La democracia es la necesidad de doblegarse de vez en cuando a las opiniones de los demás (W. Churchill)

Todos tenemos un precio

Una ola de corrupción nos invade, especialmente en la vida política; que, por otra parte, debería ser un modelo de comportamiento para toda la sociedad. La crisis que padecemos es sobre todo moral.  El ambiente materialista  y relativista ha contribuido a esta degeneración,  ya que  los valores que predominan  son el dinero, el poder y el “todo vale”. La corrupción está tan extendida que se llega a afirmar que todos tenemos un precio. Y algunos recuerdan  que hasta Jesucristo fue valorado por Judas en 30 monedas de plata. Así que ante esta claudicación de no pocos, no puede sorprendernos el desconcierto reinante.
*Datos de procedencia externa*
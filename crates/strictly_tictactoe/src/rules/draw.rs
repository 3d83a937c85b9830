//! Draw detection logic for tic-tac-toe.

use super::win::check_winner;
use crate::{Board, CELL_COUNT};
use tracing::instrument;

/// Checks if the board is full (all squares occupied).
#[instrument(skip(board))]
pub fn is_full(board: &Board) -> bool {
    board.occupied() == CELL_COUNT
}

/// A full board with no winner.
pub fn is_draw(board: &Board) -> bool {
    is_full(board) && check_winner(board).is_none()
}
Sin duda, caben soluciones porque estamos hechos para el bien, y no podemos caer en el derrotismo. La regeneración es urgente. A parte de las medidas del Gobierno y de los partidos, pienso que los puntos clave de la regeneración social, están en la formación en valores, especialmente en la educación y en la familia, a los que hay que proteger de manera urgente. Y entre estos valores  cobran especial relevancia: inculcar un espíritu de servicio tantas veces olvidado, la relación entre la libertad y la responsabilidad, el sentido del sacrificio, la laboriosidad, la veracidad, la solidaridad,  la justicia y la transcendencia de la vida. Y es que la dignidad humana no tiene precio, tiene un valor incalculable en sí misma. ¿Quién puede valorar la sed de justicia y de verdad en el hombre, su capacidad de amar, sus deseos de felicidad?. Y por eso rechaza  todo lo que pueda ser injusticia, mentira, corrupción y odio.

En definitiva, el hombre es más de lo que piensa de sí mismo. A la verdad sobre el hombre no se puede llegar solamente con la razón.  Afirmaba  Pascal: “El corazón tiene razones que la razón ignora”.

Como sostenía Sócrates : “Si la muerte acaba con todo, sería ventajoso para los malos”. Las injusticias tan patentes en esta vida claman por una limpieza que nos deje ver la verdad.